The new online educational platform hopes to make learning guitar a lot less frustrating

Guitar, bass and amp manufacturer Fender wants to build lifelong relationships with their customers—and they’re working toward this by providing useful services to make sure new guitar owners don’t become “it’s-somewhere-in-the-closet-or-underneath-my-bed” owners. For example, Fender’s guitar and bass tuning app for iPhone and Android, launched in the past year, grew a loyal fanbase not only because it’s free, but also because it doesn’t require any annoying in-app purchases, and is clean and simple in its design. And, while every other available free app expected the user to already be virtuosic, Fender Tune was built to walk beginners through this vital set-up, yet also provides 20+ tunings for the pros. Today, they’ve announced the launch of Fender Play, a platform for online lessons that limits the frustrations of learning a new instrument to the bare minimum. Through this complementary educational tech, Fender hopes to change the surprising statistic of 90% of people quitting guitar in the first year—which will eventually mean more sales for them.

“What we found is that guitar instruction itself was often delaying a reward; it was too difficult to get through, it was tedious,” says Chief Digital Products Officer Ethan Kaplan on the company’s research. “While people were only sticking with physical lessons for three months, they were sticking with digital options for longer.” But what’s available online is pretty hodgepodge: tons of homemade YouTube videos and crowdsourced (and often incorrect or incomplete) guitar tabs of pop songs. So what makes people power through building up fingertip callouses and mastering the dreaded F and B chord positions? “It’s the combination of a personalized curriculum, a fast path to reward, and very quick, easy to digest pieces of content,” says Kaplan. “There’s a quick learning aspect to what we’re building—you learn a chord, you learn a chord, you learn a skill, then you learn a song. And the quickest reward, if you’ve ever played music, is the first time you play two chords, two times, and it sounds like a song.”

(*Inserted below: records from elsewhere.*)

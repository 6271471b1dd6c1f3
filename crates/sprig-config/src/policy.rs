//! Parsing policy: the delimiters and switches a config grammar is built from.
//!
//! A policy is plain data and may be stored as TOML:
//!
//! ```toml
//! line_comment = "#"
//! section_start = "<"
//! section_end = ">"
//! trim = true
//! ```
//!
//! Missing fields take the defaults of [`Policy::default`]. Every policy is
//! validated before a grammar is built from it.

use serde::{Deserialize, Serialize};
use std::path::{Path, PathBuf};
use thiserror::Error;

#[derive(Debug, Error)]
pub enum PolicyError {
    #[error("The {field} delimiter is empty")]
    EmptyDelimiter { field: &'static str },

    #[error("The {first} and {second} delimiters are both {delimiter:?}")]
    DelimiterCollision {
        first: &'static str,
        second: &'static str,
        delimiter: String,
    },

    #[error("Failed to read policy file at {policy_path}: {source}")]
    PolicyReadError {
        policy_path: PathBuf,
        source: std::io::Error,
    },

    #[error("Failed to parse policy file at {policy_path}: {source}")]
    PolicyParseError {
        policy_path: PathBuf,
        source: toml::de::Error,
    },
}

#[derive(Debug, Clone, PartialEq, Eq, Serialize, Deserialize)]
#[serde(default)]
pub struct Policy {
    pub line_comment: String,
    pub block_comment_start: String,
    pub block_comment_end: String,
    pub section_start: String,
    pub section_end: String,
    pub assign: String,
    /// Strip blanks around names, keys and unquoted values.
    pub trim: bool,
    /// Restrict names and keys to `[A-Za-z_][A-Za-z0-9_]*`.
    pub alnum_names: bool,
    /// Allow double-quoted values, which may contain comment delimiters.
    pub quoted_values: bool,
    /// Error budget. Values below the engine's floor of 4 are raised to it.
    pub max_errors: usize,
}

impl Default for Policy {
    fn default() -> Self {
        Self {
            line_comment: ";".to_string(),
            block_comment_start: "/*".to_string(),
            block_comment_end: "*/".to_string(),
            section_start: "[".to_string(),
            section_end: "]".to_string(),
            assign: "=".to_string(),
            trim: false,
            alnum_names: false,
            quoted_values: false,
            max_errors: sprig_syntax::DEFAULT_MAX_ERRORS,
        }
    }
}

impl Policy {
    /// Each delimiter with the name it is reported under.
    pub fn delimiters(&self) -> [(&'static str, &str); 6] {
        [
            ("line comment", &self.line_comment),
            ("block comment start", &self.block_comment_start),
            ("block comment end", &self.block_comment_end),
            ("section start", &self.section_start),
            ("section end", &self.section_end),
            ("assignment", &self.assign),
        ]
    }

    /// Check that no delimiter is empty and no two delimiters are equal.
    pub fn validate(&self) -> Result<(), PolicyError> {
        let delimiters = self.delimiters();
        for (field, delimiter) in delimiters {
            if delimiter.is_empty() {
                return Err(PolicyError::EmptyDelimiter { field });
            }
        }
        for (i, &(first, delimiter)) in delimiters.iter().enumerate() {
            let clash = delimiters[i + 1..]
                .iter()
                .find(|&&(_, other)| other == delimiter);
            if let Some(&(second, _)) = clash {
                return Err(PolicyError::DelimiterCollision {
                    first,
                    second,
                    delimiter: delimiter.to_string(),
                });
            }
        }
        Ok(())
    }

    pub fn load_from_path<P: AsRef<Path>>(policy_path: P) -> Result<Option<Self>, PolicyError> {
        let policy_path = policy_path.as_ref();
        if !policy_path.exists() {
            return Ok(None);
        }

        let content = std::fs::read_to_string(policy_path).map_err(|source| {
            PolicyError::PolicyReadError {
                policy_path: policy_path.to_path_buf(),
                source,
            }
        })?;

        let policy: Policy =
            toml::from_str(&content).map_err(|source| PolicyError::PolicyParseError {
                policy_path: policy_path.to_path_buf(),
                source,
            })?;
        policy.validate()?;

        log::debug!("loaded policy from {}", policy_path.display());
        Ok(Some(policy))
    }

    pub fn load() -> Result<Option<Self>, PolicyError> {
        Self::load_from_path(Self::policy_path())
    }

    pub fn save_to_path<P: AsRef<Path>>(&self, policy_path: P) -> anyhow::Result<()> {
        let policy_path = policy_path.as_ref();
        if let Some(parent) = policy_path.parent() {
            std::fs::create_dir_all(parent)?;
        }
        let content = toml::to_string_pretty(self)?;
        std::fs::write(policy_path, content)?;
        Ok(())
    }

    pub fn policy_path() -> PathBuf {
        let policy_dir = shellexpand::tilde("~/.config/sprig");
        PathBuf::from(policy_dir.as_ref()).join("policy.toml")
    }
}
//! `<!ATTLIST element (S name S type S default)* S? >`
//!
//! Each attribute definition runs inside an `attribute` breadcrumb, so
//! errors raised while matching it name the attribute they belong to.
//!
//! Enumerated types and default values are delivered to child receivers
//! obtained from the list receiver's factory methods.

use std::cell::Cell;

use sprig_syntax::{Journal, Rule};

use super::{Delivery, Node, attribute, enumerated, journal_valid, major, node_valid};
use crate::action::{AttType, DefaultDeclType, XmlAction};
use crate::chars::{skip_to_nul, spaces};
use crate::receivers::AttListDeclReceiver;

pub struct AttListDeclGrammar {
    rule: Rule<XmlAction>,
    valid: Cell<bool>,
}

impl AttListDeclGrammar {
    /// Builds on the shared name token and the enumerated type and attribute
    /// value rules.
    pub fn new(
        name: &Rule<XmlAction>,
        enumerated_type: &Rule<XmlAction>,
        attribute_value: &Rule<XmlAction>,
    ) -> Self {
        let att_name = name
            .clone()
            .action(XmlAction::AttName)
            .enter_scope("attribute")
            .prepare(major("Did not find attribute type within declaration."));

        let keyword = Rule::choice(
            AttType::KEYWORDS.map(|t| Rule::literal(t.name()).action(XmlAction::AttType(t))),
        );
        let att_type = keyword
            .or(enumerated_type.clone())
            .prepare(major("Did not find default declaration for attribute declaration."));

        let no_value = |keyword: &str, decl: DefaultDeclType| {
            Rule::literal(keyword).action(XmlAction::DefaultDecl(decl))
        };
        let fixed = Rule::literal("#FIXED")
            .then(spaces())
            .action(XmlAction::DefaultDecl(DefaultDeclType::Fixed))
            .prepare(major("Did not find value for attribute declaration."));
        let just_value = Rule::empty().action(XmlAction::DefaultDecl(DefaultDeclType::JustValue));
        let default_decl = no_value("#REQUIRED", DefaultDeclType::Required)
            .or(no_value("#IMPLIED", DefaultDeclType::Implied))
            .prepare(major("Did not find ending brace for attribute declaration."))
            .or(fixed.or(just_value).then(
                attribute_value
                    .clone()
                    .prepare(major("Did not find ending brace for attribute declaration.")),
            ));

        let definition =
            Rule::seq([spaces(), att_name, spaces(), att_type, spaces(), default_decl]).leave_scope();
        let content = Rule::seq([
            name.clone()
                .prepare(major("Did not find content for attribute declaration.")),
            definition.repeat(),
            spaces().optional().then(Rule::byte(b'>')).cancel(),
        ]);
        let skip = skip_to_nul()
            .send_now(major("Attribute declaration has invalid format."))
            .pop()
            .action(XmlAction::Invalid);

        Self {
            rule: Rule::literal("<!ATTLIST")
                .then(spaces())
                .push(major("Did not find name for attribute declaration."))
                .then(content.or(skip))
                .action(XmlAction::AttListDecl),
            valid: Cell::new(false),
        }
    }

    pub fn rule(&self) -> &Rule<XmlAction> {
        &self.rule
    }

    pub fn is_valid(&self) -> bool {
        self.valid.get()
    }

    pub(crate) fn replay(
        &self,
        journal: &Journal<'_, '_, XmlAction>,
        receiver: &mut dyn AttListDeclReceiver,
        out: &mut Delivery,
    ) -> bool {
        for node in journal.nodes() {
            if matches!(node.action(), XmlAction::AttListDecl) {
                deliver(&node, receiver, out);
            }
        }
        let valid = journal_valid(journal);
        self.valid.set(valid);
        valid
    }
}

fn deliver(node: &Node<'_, '_>, receiver: &mut dyn AttListDeclReceiver, out: &mut Delivery) {
    for child in node.children() {
        match *child.action() {
            XmlAction::Name => out.call("set_name", || receiver.set_name(child.span())),
            XmlAction::AttName => out.call("set_att_name", || receiver.set_att_name(child.span())),
            XmlAction::AttType(att_type) => out.call("set_att_type", || receiver.set_att_type(att_type)),
            XmlAction::EnumeratedType => {
                out.call("set_att_type", || receiver.set_att_type(AttType::Enumerated));
                if !out.is_detached() {
                    let mut child_out = Delivery::default();
                    enumerated::deliver(&child, receiver.add_enumerated_type(), &mut child_out);
                }
            }
            XmlAction::DefaultDecl(decl) => {
                out.call("set_default_decl_type", || receiver.set_default_decl_type(decl))
            }
            XmlAction::AttributeValue(_) => {
                if !out.is_detached() {
                    let mut child_out = Delivery::default();
                    attribute::deliver_value(&child, receiver.add_attribute_value(), &mut child_out);
                }
            }
            _ => {}
        }
    }
    let valid = node_valid(node);
    out.call("done_att_list_decl", || receiver.done_att_list_decl(valid, node.span()));
}

#[cfg(test)]
mod tests {
    use super::super::testing::{Recorder, Transcript};
    use crate::XmlParser;
    use insta::assert_snapshot;
    use pretty_assertions::assert_eq;
    use rstest::rstest;
    use sprig_syntax::ParseResult;

    #[rstest]
    #[case::name_only("<!ATTLIST abc.def >", ParseResult::AllValid)]
    #[case::name_only_tight("<!ATTLIST abc.def>", ParseResult::AllValid)]
    #[case::notation("<!ATTLIST a b NOTATION (a|b) #IMPLIED>", ParseResult::AllValid)]
    #[case::enumeration("<!ATTLIST a b ( a | b | x ) #IMPLIED >", ParseResult::AllValid)]
    #[case::cdata("<!ATTLIST abc def CDATA #REQUIRED>", ParseResult::AllValid)]
    #[case::id("<!ATTLIST abc def ID #REQUIRED>", ParseResult::AllValid)]
    #[case::idref("<!ATTLIST abc def IDREF #REQUIRED>", ParseResult::AllValid)]
    #[case::idrefs("<!ATTLIST abc def IDREFS #REQUIRED>", ParseResult::AllValid)]
    #[case::entity("<!ATTLIST abc def ENTITY #REQUIRED>", ParseResult::AllValid)]
    #[case::entities("<!ATTLIST abc def ENTITIES #REQUIRED>", ParseResult::AllValid)]
    #[case::nmtoken("<!ATTLIST abc def NMTOKEN #REQUIRED>", ParseResult::AllValid)]
    #[case::nmtokens("<!ATTLIST abc def NMTOKENS #REQUIRED>", ParseResult::AllValid)]
    #[case::just_value("<!ATTLIST abc def ID 'b'>", ParseResult::AllValid)]
    #[case::quoted_quote("<!ATTLIST abc def ID \"b 'c\">", ParseResult::AllValid)]
    #[case::fixed("<!ATTLIST abc def ID #FIXED 'b'>", ParseResult::AllValid)]
    #[case::fixed_empty("<!ATTLIST abc def ID #FIXED ''>", ParseResult::AllValid)]
    #[case::fixed_references("<!ATTLIST abc def ID #FIXED '&#000;&#xbc;'>", ParseResult::AllValid)]
    #[case::no_attribute_name("<!ATTLIST a ()>", ParseResult::NotParsed)]
    #[case::no_space_before_default("<!ATTLIST a NOTATION (a|b)#IMPLIED>", ParseResult::NotParsed)]
    #[case::space_after_bang("<! ATTLIST abc def CDATA #IMPLIED>", ParseResult::NotParsed)]
    #[case::lowercase_keyword("<!attlist abc def CDATA #IMPLIED>", ParseResult::NotParsed)]
    #[case::no_space_after_keyword("<!ATTLISTabc def CDATA #IMPLIED>", ParseResult::NotParsed)]
    #[case::unclosed_value("<!ATTLIST abc def ID 'b>", ParseResult::NotParsed)]
    #[case::bad_reference("<!ATTLIST abc def ID #FIXED '&;'>", ParseResult::NotParsed)]
    #[case::unquoted_value("<!ATTLIST abc def ID #FIXED A>", ParseResult::NotParsed)]
    #[case::lone_quote("<!ATTLIST abc def ID #FIXED '>", ParseResult::NotParsed)]
    #[case::empty("", ParseResult::EmptyData)]
    fn parses_att_list_decls(#[case] input: &str, #[case] expected: ParseResult) {
        let parser = XmlParser::new();
        let result =
            parser.parse_att_list_decl(input.as_bytes(), &mut Recorder::default(), &mut Transcript::default());
        assert_eq!(result, expected);
    }

    #[test]
    fn snapshot_definitions() {
        let parser = XmlParser::new();
        let mut recorder = Recorder::default();
        let result = parser.parse_att_list_decl(
            b"<!ATTLIST img src CDATA #REQUIRED kind (a|b) 'a' alt IDREF #FIXED \"x\">",
            &mut recorder,
            &mut Transcript::default(),
        );
        assert_eq!(result, ParseResult::AllValid);
        assert_snapshot!(recorder.log_text(), @r#"
        set_element_name(img)
        set_att_name(src)
        set_att_type(CDATA)
        set_default_decl_type(Required)
        set_att_name(kind)
        set_att_type(Enumerated)
        add_enumerated_type
        add_enumeration(a)
        add_enumeration(b)
        done_enumerated_type(true, (a|b))
        set_default_decl_type(JustValue)
        add_attribute_value
        add_value(a)
        done_attribute_value(true, true, 'a')
        set_att_name(alt)
        set_att_type(IDREF)
        set_default_decl_type(Fixed)
        add_attribute_value
        add_value(x)
        done_attribute_value(true, false, "x")
        done_att_list_decl(true, <!ATTLIST img src CDATA #REQUIRED kind (a|b) 'a' alt IDREF #FIXED "x">)
        "#);
    }

    #[test]
    fn failed_definition_leaves_the_last_prepared_message() {
        let parser = XmlParser::new();
        let mut sink = Transcript::default();
        let result = parser.parse_att_list_decl(
            b"<!ATTLIST abc\n def ID 'b>",
            &mut Recorder::default(),
            &mut sink,
        );
        assert_eq!(result, ParseResult::NotParsed);
        assert_eq!(
            sink.lines,
            vec![
                "xml:2| Major: Did not find default declaration for attribute declaration.",
                "0| Fatal: Unable to finish parsing data.",
            ]
        );
    }

    #[rstest]
    #[case::name_only(
        b"<!ATTLIST a\0".as_slice(),
        &[
            "xml:1| Major: Attribute declaration has invalid format.",
            "xml:1| Major: Did not find content for attribute declaration.",
        ]
    )]
    #[case::attribute_name_only(
        b"<!ATTLIST a b\0".as_slice(),
        &[
            "xml:1| Major: Attribute declaration has invalid format.",
            "xml:1| Major: Did not find attribute type within declaration.",
        ]
    )]
    #[case::trailing_bar(
        b"<!ATTLIST a b (x|\0".as_slice(),
        &[
            "1| Content: Inside attribute section for b on line 1 at char 13.",
            "xml:1| Major: Did not find name after '|' delimiter.",
            "1| Content: Inside attribute section for b on line 1 at char 13.",
            "xml:1| Major: Unable to parse enumerated type - skipping rest of content.",
            "xml:1| Major: Attribute declaration has invalid format.",
            "xml:1| Major: Did not find default declaration for attribute declaration.",
        ]
    )]
    fn malformed_declaration_skips_to_nul(#[case] input: &[u8], #[case] expected: &[&str]) {
        let parser = XmlParser::new();
        let mut sink = Transcript::default();
        let mut recorder = Recorder::default();
        let result = parser.parse_att_list_decl(input, &mut recorder, &mut sink);
        assert_eq!(result, ParseResult::NotValid);
        assert_eq!(sink.lines, expected);
        assert_eq!(recorder.calls.last().map(|c| c.starts_with("done_att_list_decl(false, ")), Some(true));
        assert_eq!(parser.driver().diagnostic_depth(), 0);
        assert_eq!(parser.driver().breadcrumb_depth(), 0);
    }

    #[test]
    fn detached_child_does_not_stop_the_parse() {
        let parser = XmlParser::new();
        // Refused from the first enumeration on. The list receiver is the same
        // recorder, so its next call is refused too.
        let mut recorder = Recorder::refusing_from(3);
        let result = parser.parse_att_list_decl(
            b"<!ATTLIST a b (x|y) #IMPLIED>",
            &mut recorder,
            &mut Transcript::default(),
        );
        assert_eq!(result, ParseResult::AllValid);
        assert_eq!(
            recorder.calls,
            vec![
                "set_element_name(a)",
                "set_att_name(b)",
                "set_att_type(Enumerated)",
                "add_enumerated_type",
                "add_enumeration(x)",
                "set_default_decl_type(Implied)",
            ]
        );
    }
}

That’s the core of Fender Play: accurate, high-quality videos (with multi-camera angles) that break down traditional lessons into bite-sized pieces. Learning the riff to Franz Ferdinand’s “Take Me Out” only requires four minutes of your attention span, while picking up Crowded House’s entire song “Don’t Dream It’s Over” just takes about 13 minutes. “The big issue of instruction isn’t finding lessons—you could find how to play anything, pretty much. It’s finding something that’s good, finding something that’s fun, finding something that’s approachable. A lot of the instruction that you see online forces you to go through theory to get to something that’s rewarding to play,” says Kaplan. “We wanted to make it so if you know you want to play a song, you can find a song, you can find the lessons appropriate to get to that song, and you get it.” The emphasis is on the diversity of song offerings, too. Between the loose organization of rock, blues, folk, country, pop, you’ll find not only the classics like the Rolling Stones but also contemporary songs by The National, Kelly Clarkson—even “Let It Go” from Frozen.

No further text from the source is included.